BUSTO ARSIZIO – La Lega Giovani brucia Le tre Moschettier* della sezione: Isabella Tovaglieri, Manuela Maffioli e Paola Reguzzoni. In lizza, almeno per i rumors di palazzo, per la successione a sindaco di Emanuele Antonelli. Ed è l’occasione per ironizzare su asterischi, desinenze di genere e tutte le declinazioni del “politicamente corretto” applicato alla lingua che agli ex Giovani Padani proprio non va giù. “Tutt* per unA” si legge sul cartello. E alle polemiche sulla satira politica i leghisti bustocchi rispondono ironizzando sui propri stessi esponenti.
La Giöbia padana
Il fantoccio MGP è stato tra i primi ad essere esposto in piazza Santa Maria.
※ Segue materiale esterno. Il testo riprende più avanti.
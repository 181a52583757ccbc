//! Section assembly.

use super::segment::{RawBlock, RawBlockKind};
use super::table::parse_table;
use crate::model::{Block, Section};

/// Group raw blocks under the nearest preceding heading.
///
/// Always returns at least one section: input without headings produces a
/// single implicit section (heading `None`), even when it holds no blocks.
pub fn assemble(raw_blocks: Vec<RawBlock>) -> Vec<Section> {
    let mut sections = Vec::new();
    let mut current = Section::implicit();

    for raw in raw_blocks {
        match raw.kind {
            RawBlockKind::Heading => {
                if !current.is_empty() {
                    sections.push(std::mem::take(&mut current));
                }
                let text = raw.lines.into_iter().next().unwrap_or_default();
                current = Section::titled(text, raw.level.unwrap_or(1));
            }
            RawBlockKind::Table => match parse_table(&raw.lines) {
                Some(table) => current.add_block(Block::Table(table)),
                None => log::debug!(
                    "Assemble: dropped malformed table of {} line(s)",
                    raw.lines.len()
                ),
            },
            RawBlockKind::Text => current.add_block(Block::markdown(raw.lines.join("\n"))),
        }
    }

    if !current.is_empty() || sections.is_empty() {
        sections.push(current);
    }
    sections
}
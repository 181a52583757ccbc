//! Adaptive layout: document plus viewport into a render tree.
//!
//! This is the only place the viewport is consulted. Tables become grids on
//! wide screens and stacked fact cards on compact screens; everything else
//! lays out the same way on both.

use super::tree::{Cell, FactCard, FactField, HeadingTone, RenderNode, RenderTree};
use super::RenderOptions;
use crate::model::{Block, Document, InlineContent, InlineRun, Section, Table};
use crate::parser::{lex, lex_multiline};

/// Lay out a document for the configured viewport.
///
/// # Example
/// ```
/// use lessonmark::render::{render, RenderNode, RenderOptions};
///
/// let doc = lessonmark::parse_str("| Drug | Dose |\n|---|---|\n| A | 5 mg |").unwrap();
/// let tree = render(&doc, &RenderOptions::new().compact());
/// let RenderNode::Section { children, .. } = &tree.nodes[0] else { unreachable!() };
/// assert!(matches!(children[0], RenderNode::FactCardTable { .. }));
/// ```
pub fn render(doc: &Document, options: &RenderOptions) -> RenderTree {
    LayoutRenderer::new(options.clone()).render(doc)
}

/// Layout renderer.
pub struct LayoutRenderer {
    options: RenderOptions,
}

impl LayoutRenderer {
    /// Create a new layout renderer.
    pub fn new(options: RenderOptions) -> Self {
        Self { options }
    }

    /// Get the render options.
    pub fn options(&self) -> &RenderOptions {
        &self.options
    }

    /// Lay out a whole document.
    pub fn render(&self, doc: &Document) -> RenderTree {
        let nodes = doc.sections.iter().map(|s| self.render_section(s)).collect();
        let tree = RenderTree {
            viewport: self.options.viewport,
            nodes,
        };
        log::debug!(
            "Layout: {} node(s) for {} viewport",
            tree.node_count(),
            tree.viewport
        );
        tree
    }

    /// Lay out one section.
    pub fn render_section(&self, section: &Section) -> RenderNode {
        let level = section.heading.as_ref().and(section.level);
        RenderNode::Section {
            heading: section.heading.clone(),
            level,
            tone: level.map(HeadingTone::for_level),
            children: section
                .blocks
                .iter()
                .filter_map(|b| self.render_block(b))
                .collect(),
        }
    }

    /// Lay out one block. Text that leaves nothing to paint yields `None`.
    pub fn render_block(&self, block: &Block) -> Option<RenderNode> {
        match block {
            Block::Markdown { text } => {
                let runs = self.paragraph(text);
                let has_runs = runs.iter().any(|c| c.as_run().is_some());
                has_runs.then_some(RenderNode::Paragraph { runs })
            }
            Block::Table(table) if self.options.uses_cards() => Some(self.fact_cards(table)),
            Block::Table(table) => Some(self.grid(table)),
        }
    }

    fn paragraph(&self, text: &str) -> Vec<InlineContent> {
        let content = lex_multiline(text);
        if self.options.keep_empty_runs {
            return content;
        }
        content
            .into_iter()
            .filter(|c| c.as_run().map_or(true, |r| !r.is_empty()))
            .collect()
    }

    fn runs(&self, text: &str) -> Vec<InlineRun> {
        let runs = lex(text);
        if self.options.keep_empty_runs {
            return runs;
        }
        runs.into_iter().filter(|r| !r.is_empty()).collect()
    }

    fn cell(&self, text: &str) -> Cell {
        Cell::new(text, self.runs(text))
    }

    /// One card per row: the first cell titles the card, the rest become
    /// fields labelled by their header.
    fn fact_cards(&self, table: &Table) -> RenderNode {
        let cards = table
            .rows
            .iter()
            .map(|row| {
                let title = row.first().map(|t| self.cell(t)).unwrap_or_default();
                let fields = row
                    .iter()
                    .enumerate()
                    .skip(1)
                    .map(|(col, value)| FactField {
                        label: self.field_label(table, col),
                        value: self.cell(value),
                    })
                    .collect();
                FactCard { title, fields }
            })
            .collect();

        RenderNode::FactCardTable {
            caption: table.caption.clone(),
            cards,
        }
    }

    fn field_label(&self, table: &Table, col: usize) -> String {
        match table.headers.get(col) {
            Some(header) => header.clone(),
            None => format!("{} {}", self.options.field_label_prefix, col + 1),
        }
    }

    /// One column per header; rows padded or truncated to fit.
    fn grid(&self, table: &Table) -> RenderNode {
        if table.is_ragged() {
            log::trace!("Layout: fitting ragged table to {} column(s)", table.column_count());
        }
        let headers = table.headers.iter().map(|h| self.cell(h)).collect();
        let rows = (0..table.row_count())
            .map(|r| {
                table
                    .fitted_row(r)
                    .into_iter()
                    .map(|text| self.cell(text))
                    .collect()
            })
            .collect();

        RenderNode::GridTable {
            caption: table.caption.clone(),
            headers,
            rows,
        }
    }
}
Al centro c’è Isabella Tovaglieri, europarlamentare in carica ma soprattutto eletta lassù a Bruxelles in rappresentanza dei giovani del Carroccio sette anni fa. Ai due lati di quello che sembra un podio – «ma non lo è» si sono affrettati a rassicurare i Giovani Padani – ci sono le due “assessore” Manuela Maffioli, delegata alla cultura, e Paola Reguzzoni, responsabile dei servizi sociali. Entrambe sullo stesso piano perché sembrano proprio loro due, più che Isabella, a contendersi l’opportunità di una candidatura per il dopo Antonelli. “Le tre moschettier*” vengono definite, con un’evidente ironia metalinguistica nei confronti delle desinenze di genere. Che torna anche nel cartello posto a fianco dei fantocci: “Stavolta andrà bene alla presida?“. E qui il riferimento è alle polemiche del passato con la dirigente scolastica dell’Ite Tosi Amanda Ferrario, già protagonista di una delle scorse edizioni della Giöbia padana.
La sedia al centro
E la “poltrona per tre” – intesa come quella di sindaco (o sindaca?) – viene rimpiazzata da una sedia per farsi i selfie con “le tre Moschettier*” leghiste, posta al centro del fantoccio. Altro elemento di autoironia. La Giöbia padana stasera alle 19 verrà bruciata insieme alle altre nel grande falò cittadino previsto nel parcheggio di via Einaudi.